| Instructions to follow |
The records below must be retyped exactly.
━━ Given information ━━
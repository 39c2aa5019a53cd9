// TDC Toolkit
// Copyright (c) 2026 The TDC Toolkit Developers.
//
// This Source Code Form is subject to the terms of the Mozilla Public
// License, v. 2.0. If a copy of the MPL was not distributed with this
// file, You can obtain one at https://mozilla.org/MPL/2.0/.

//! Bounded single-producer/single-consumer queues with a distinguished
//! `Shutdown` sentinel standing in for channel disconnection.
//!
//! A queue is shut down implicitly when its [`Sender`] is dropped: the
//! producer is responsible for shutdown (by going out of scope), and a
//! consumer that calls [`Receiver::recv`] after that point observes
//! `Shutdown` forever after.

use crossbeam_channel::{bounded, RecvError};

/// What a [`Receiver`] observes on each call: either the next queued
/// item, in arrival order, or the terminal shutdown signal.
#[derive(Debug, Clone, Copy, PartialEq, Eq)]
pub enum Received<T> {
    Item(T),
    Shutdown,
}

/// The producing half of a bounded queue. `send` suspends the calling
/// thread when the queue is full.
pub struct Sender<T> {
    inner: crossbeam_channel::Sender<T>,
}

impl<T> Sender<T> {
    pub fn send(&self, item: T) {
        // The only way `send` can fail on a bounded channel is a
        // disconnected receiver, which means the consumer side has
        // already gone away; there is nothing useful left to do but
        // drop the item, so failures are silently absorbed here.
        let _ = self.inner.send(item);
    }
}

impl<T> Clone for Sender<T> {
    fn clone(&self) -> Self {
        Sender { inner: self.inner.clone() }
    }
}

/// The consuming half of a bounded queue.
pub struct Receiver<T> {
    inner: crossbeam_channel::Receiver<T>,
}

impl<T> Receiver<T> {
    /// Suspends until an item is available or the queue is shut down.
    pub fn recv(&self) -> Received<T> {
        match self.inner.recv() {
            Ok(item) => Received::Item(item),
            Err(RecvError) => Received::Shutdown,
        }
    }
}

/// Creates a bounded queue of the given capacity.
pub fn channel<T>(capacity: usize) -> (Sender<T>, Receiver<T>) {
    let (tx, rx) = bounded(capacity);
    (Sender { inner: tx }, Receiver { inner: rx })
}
━━━
| Task result |
repository 39c2aa5019a53cd9
// TDC Toolkit
// Copyright (c) 2026 The TDC Toolkit Developers.
//
// This Source Code Form is subject to the terms of the Mozilla Public
// License, v. 2.0. If a copy of the MPL was not distributed with this
// file, You can obtain one at https://mozilla.org/MPL/2.0/.

//! Bounded single-producer/single-consumer queues with a distinguished
//! `Shutdown` sentinel standing in for channel disconnection.
//!
//! A queue is shut down implicitly when its [`Sender`] is dropped: the
//! producer is responsible for shutdown (by going out of scope), and a
//! consumer that calls [`Receiver::recv`] after that point observes
//! `Shutdown` forever after.

use crossbeam_channel::{bounded, RecvError};

/// What a [`Receiver`] observes on each call: either the next queued
/// item, in arrival order, or the terminal shutdown signal.
#[derive(Debug, Clone, Copy, PartialEq, Eq)]
pub enum Received<T> {
    Item(T),
    Shutdown,
}

/// The producing half of a bounded queue. `send` suspends the calling
/// thread when the queue is full.
pub struct Sender<T> {
    inner: crossbeam_channel::Sender<T>,
}

impl<T> Sender<T> {
    pub fn send(&self, item: T) {
        // The only way `send` can fail on a bounded channel is a
        // disconnected receiver, which means the consumer side has
        // already gone away; there is nothing useful left to do but
        // drop the item, so failures are silently absorbed here.
        let _ = self.inner.send(item);
    }
}

impl<T> Clone for Sender<T> {
    fn clone(&self) -> Self {
        Sender { inner: self.inner.clone() }
    }
}

/// The consuming half of a bounded queue.
pub struct Receiver<T> {
    inner: crossbeam_channel::Receiver<T>,
}

impl<T> Receiver<T> {
    /// Suspends until an item is available or the queue is shut down.
    pub fn recv(&self) -> Received<T> {
        match self.inner.recv() {
            Ok(item) => Received::Item(item),
            Err(RecvError) => Received::Shutdown,
        }
    }
}

/// Creates a bounded queue of the given capacity.
pub fn channel<T>(capacity: usize) -> (Sender<T>, Receiver<T>) {
    let (tx, rx) = bounded(capacity);
    (Sender { inner: tx }, Receiver { inner: rx })
}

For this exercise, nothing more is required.